1. Use a LMS as a Central Hub

While educational institutions relied on existing learning management systems (LMS) to quickly pivot during the pandemic, many professional education programs did not have the same digital infrastructure. 

With varying levels of LMS experience, the faculty at SCMS needed an easy-to-use, easy-to-learn solution. Canvas was a solution that “someone with no background could learn rapidly,” McBee said. Having everything — content, communication, assignments, calendars — in one spot made for a seamless transition. 

After the first year with Canvas LMS, more than 80% of SCMS professionals would recommend a blended learning environment moving forward. 

2. Plan for Mobile First 

With blended learning becoming the new norm, leadership development programs need to offer their training online and harness the power of mobile apps. Designing curriculum with a mobile-first approach will ensure continuity for executive training programs post-pandemic.

For SCMS, Canvas’ mobile app kept them afloat and learners engaged during the pandemic. Professionals were not limited by location or wifi connection to access training content and communication. This autonomy is essential for learners navigating work and study simultaneously. 

“Having the mobile app is what kept us in function mode,” McBee said. “I didn’t have anyone who couldn’t access a course. It gave the students options. Being able to access Canvas on an app was a refreshing experience and an unexpected bonus.”
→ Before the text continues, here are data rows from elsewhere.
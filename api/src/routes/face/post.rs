use axum::{Extension, Json, extract::State, http::StatusCode};
use db::models::face_embedding;
use serde::{Deserialize, Serialize};
use services::AttendanceError;
use validator::Validate;

use crate::auth::AuthUser;
use crate::response::ApiResponse;
use crate::routes::common::{ApiResult, error_response, validation_failed};
use crate::state::AppState;

#[derive(Debug, Deserialize, Validate)]
pub struct FaceImagesRequest {
    /// Base64 images, plain or as data URLs. One template is stored per image.
    #[validate(length(min = 1, max = 10, message = "Provide between 1 and 10 images"))]
    pub images: Vec<String>,
}

#[derive(Debug, Serialize, Default)]
pub struct FaceSetResponse {
    pub id: i64,
    pub templates: usize,
}

impl TryFrom<face_embedding::Model> for FaceSetResponse {
    type Error = AttendanceError;

    fn try_from(set: face_embedding::Model) -> Result<Self, Self::Error> {
        Ok(Self {
            id: set.id,
            templates: set.vectors()?.len(),
        })
    }
}

fn stored(
    result: Result<face_embedding::Model, AttendanceError>,
    status: StatusCode,
    message: &str,
) -> ApiResult<FaceSetResponse> {
    match result.and_then(FaceSetResponse::try_from) {
        Ok(set) => (status, Json(ApiResponse::success(set, message))),
        Err(e) => error_response(e),
    }
}

/// POST /api/face/register
///
/// ### Responses
/// - `201 Created`
/// - `400 Bad Request` no images or an undecodable image
/// - `409 Conflict` a face is already registered
/// - `422 Unprocessable Entity` an image without a face
pub async fn register_face(
    State(state): State<AppState>,
    Extension(AuthUser(claims)): Extension<AuthUser>,
    Json(body): Json<FaceImagesRequest>,
) -> ApiResult<FaceSetResponse> {
    if let Err(errors) = body.validate() {
        return validation_failed(&errors);
    }
    let result = state.enrollment().register_face(claims.sub, &body.images).await;
    stored(result, StatusCode::CREATED, "Face registered")
}

/// POST /api/face/overwrite
///
/// Replaces the caller's templates. `404` when nothing is registered yet.
pub async fn overwrite_face(
    State(state): State<AppState>,
    Extension(AuthUser(claims)): Extension<AuthUser>,
    Json(body): Json<FaceImagesRequest>,
) -> ApiResult<FaceSetResponse> {
    if let Err(errors) = body.validate() {
        return validation_failed(&errors);
    }
    let result = state.enrollment().overwrite_face(claims.sub, &body.images).await;
    stored(result, StatusCode::OK, "Face updated")
}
3. Redesign Curriculum with Intention

Going virtual with professional education programs isn’t a matter of simply digitizing content. 

“We didn’t want to take eight hours of classes and make it an eight-hour day on Zoom. That is excruciating,” McBee said. 

So SCMS seized the opportunity. As McBee put it, “we blew up the curriculum.” The team intentionally redesigned 50 courses for a virtual experience and brought on two-thirds new faculty.

Instead of lengthy lectures, SCMS chopped up content into bite-size pieces. Microlearning courses on credit union fundamentals like key ratios gave users a “safety net” to review content on Canvas — anytime and anywhere — instead of leaving a physical classroom without grasping concepts. 

This “mobile and micro” strategy gave executives autonomy and flexibility in their learning path.

4. Engage First, Learn Second

Networking is a key selling point for professional education programs. How can a personal, face-to-face experience be replicated screen-to-screen? SCMS relied on heavy use of communication tools to build a robust community with their virtual cohorts. 

SCMS faculty leveraged Canvas discussion boards for engagement activities even before instruction started. McBee said one “getting to know you” prompt led to over 600 posts from just 58 users. 

These activities humanize the peers behind the screen, McBee said. Prioritizing these connections reaped benefits — 92% of SCMS professionals said they expanded their network during the school’s first year of virtual learning. 

5. Tap into Alumni Network for Mentoring

SCMS helps credit unions develop future leaders and connect them to a broad credit union professional network. To facilitate that connection virtually, the school tapped into their alumni network to help with the transition to online learning. 

Alumni served as ambassadors to the new all-remote cohorts, to support the classes but also be eyes on the ground for administrators. One alumna ambassador said she was skeptical of the ability to transition SCMS’ in-person experience to a virtual one. 

“If I’m honest, I was not sure how it was going to work. The SCMS team did an excellent job creating a space for true learning to take place each day,” the alumna ambassador said. 

Southwest CUNA Management School successfully transitioned their in-person executive training program fully online in a matter of months with the help of Canvas LMS. The easy-to-learn LMS, coupled with SCMS’ intentional curriculum redesign, resulted in 80 percent of learners recommending blended learning moving forward.